The team developed the prototype in class. Their advisor, Dr.  Jennifer Amos, encouraged them to enter the Coulter College Competition in Florida in the summer of 2014, an event focused on biomedical innovation. Of all the teams that applied, 19 were selected to compete. It was a learning experience as well. The students talked to physicians and nurses at various hospitals and found that a standard solution was needed for IV tangling.

“When we were preparing for the Coulter Competition we were in an operating room setting and we saw a baby transported from the operating table back to the incubator. It took about 5-10 minutes because it was tangled and one of the tubes was wrapped around. It was just a mess. It was time consuming and we were like ‘is this really an issue? That’s why we decided to tackle it,” said Slania.
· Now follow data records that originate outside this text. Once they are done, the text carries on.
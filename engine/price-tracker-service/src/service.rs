//! Service state management and component initialization

use anyhow::{Context, Result};
use binance_client::BinanceClient;
use price_store::PgStore;
use price_tracker::{
    ActiveCoinSource, CoinCatalog, EngineState, HistoryStore, InMemoryCatalog,
    InMemoryHistoryStore, PollingEngine, PriceSource, TrackingService, TrackingStore,
};
use serde::Serialize;
use std::sync::Arc;
use tokio::time::timeout;
use tracing::{error, info, warn};

use crate::config::ServiceConfig;

/// Storage collaborators the engine and the tracking flow run against
struct Backends {
    coins: Arc<dyn ActiveCoinSource>,
    catalog: Arc<dyn CoinCatalog>,
    trackings: Arc<dyn TrackingStore>,
    history: Arc<dyn HistoryStore>,
    store: Option<PgStore>,
}

impl Backends {
    fn in_memory() -> Self {
        let catalog = Arc::new(InMemoryCatalog::new());
        Self {
            coins: catalog.clone(),
            catalog: catalog.clone(),
            trackings: catalog,
            history: Arc::new(InMemoryHistoryStore::new()),
            store: None,
        }
    }

    fn postgres(store: PgStore) -> Self {
        let shared = Arc::new(store.clone());
        Self {
            coins: shared.clone(),
            catalog: shared.clone(),
            trackings: shared,
            history: Arc::new(store.history().clone()),
            store: Some(store),
        }
    }
}

/// Health report served on `/healthz`
#[derive(Debug, Clone, Serialize)]
pub struct HealthStatus {
    pub status: &'static str,
    pub engine: String,
    pub database: &'static str,
}

/// Service state containing all initialized components
pub struct ServiceState {
    /// Service configuration
    pub config: ServiceConfig,

    /// Polling engine
    pub engine: Arc<PollingEngine>,

    /// Add/remove/price flow
    pub tracking: Arc<TrackingService>,

    /// Price history written by the engine
    pub history: Arc<dyn HistoryStore>,

    /// Postgres store, absent in in-memory mode
    pub store: Option<PgStore>,
}

impl ServiceState {
    /// Connect the store and build the engine with the Binance price source
    pub async fn new(config: ServiceConfig) -> Result<Self> {
        info!("Initializing service components...");

        let prices: Arc<dyn PriceSource> = Arc::new(
            BinanceClient::new(config.binance.clone()).context("Failed to create Binance client")?,
        );

        let backends = if config.service.in_memory {
            warn!("Running with in-memory storage, nothing survives a restart");
            Backends::in_memory()
        } else {
            info!("Connecting to Postgres...");
            let store = PgStore::connect(&config.database)
                .await
                .context("Failed to connect to Postgres")?;
            Backends::postgres(store)
        };

        Self::assemble(config, prices, backends)
    }

    /// In-memory state around an arbitrary price source
    pub fn in_memory(config: ServiceConfig, prices: Arc<dyn PriceSource>) -> Result<Self> {
        Self::assemble(config, prices, Backends::in_memory())
    }

    fn assemble(config: ServiceConfig, prices: Arc<dyn PriceSource>, backends: Backends) -> Result<Self> {
        let engine = Arc::new(
            PollingEngine::new(
                config.engine.clone(),
                prices.clone(),
                backends.history.clone(),
                backends.coins,
            )
            .context("Failed to create polling engine")?,
        );

        let tracking = Arc::new(TrackingService::new(
            backends.catalog,
            backends.trackings,
            backends.history.clone(),
            prices,
            engine.clone(),
        ));

        info!("Service components initialized");
        Ok(Self { config, engine, tracking, history: backends.history, store: backends.store })
    }

    /// Load the active coins and start sampling
    pub async fn start_engine(&self) -> Result<()> {
        self.engine.start().await.context("Failed to start polling engine")?;
        Ok(())
    }

    pub async fn health(&self) -> HealthStatus {
        let engine = self.engine.state().await;

        let database = match &self.store {
            None => "in-memory",
            Some(store) => match store.ping().await {
                Ok(()) => "connected",
                Err(e) => {
                    warn!("Database health check failed: {}", e);
                    "unavailable"
                }
            },
        };

        let healthy = engine == EngineState::Running && database != "unavailable";
        HealthStatus {
            status: if healthy { "healthy" } else { "degraded" },
            engine: engine.to_string(),
            database,
        }
    }

    /// Stop the engine within the shutdown timeout and close the pool
    pub async fn shutdown(&self) -> Result<()> {
        info!("Shutting down service components...");

        match timeout(self.config.service.shutdown_timeout(), self.engine.stop()).await {
            Ok(Ok(())) => info!("Polling engine stopped"),
            Ok(Err(e)) => error!("Polling engine failed while stopping: {}", e),
            Err(_) => {
                warn!("Polling engine did not stop within timeout, aborting workers");
                self.engine.abort().await;
                if let Err(e) = self.engine.stop().await {
                    error!("Polling engine failed while aborting: {}", e);
                }
            }
        }

        if let Some(store) = &self.store {
            store.close().await;
        }

        Ok(())
    }
}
The prototype the team presented at the Coulter competition was in its very early stages, made from coffee can lids. They delivered an eight-minute pitch to all the venture capitalists and TAP finished first in the competition.

“There was a particular IV tangling news story that we included in our pitch. A pregnant mother’s feeding tube was incorrectly connected to her arm. That led to excruciating pain and her death and the death of her baby as well.  It led to a million dollar lawsuit. That is what we’re hoping to prevent, just anything like that,” said Yada.

3D Printing for the Win

The team came back to school and got to work on developing the device for improvements while also analyzing their design constraints.

“We thought our primary device would be used in an ICU. That varies drastically from what anyone in a regular hospital setting would encounter,” said Yada.

The team was able to create many iterations of their device because of low-cost 3D printing. It cost less that $5 per prototype at the IL Maker Lab.

“Our design creates a mechanical disjunct,” said Slania. “So if someone is tugging at a tube, it’s not going to be tugging at the IV. We hope that by having that hub closer to the patient we will prevent misconnections by making it visible where each line is going and what it’s providing, “ said Slania.

After a successful year, the team is gearing up to start trial testing at Jump Simulation for any flaws in the design. They are also applying for a patent and FDA testing. It’s a long process but they are in it for the long haul.

“We’ve had the talk,” said Slania. “We’re seniors, and we’re all passionate about this and want to continue working on it.”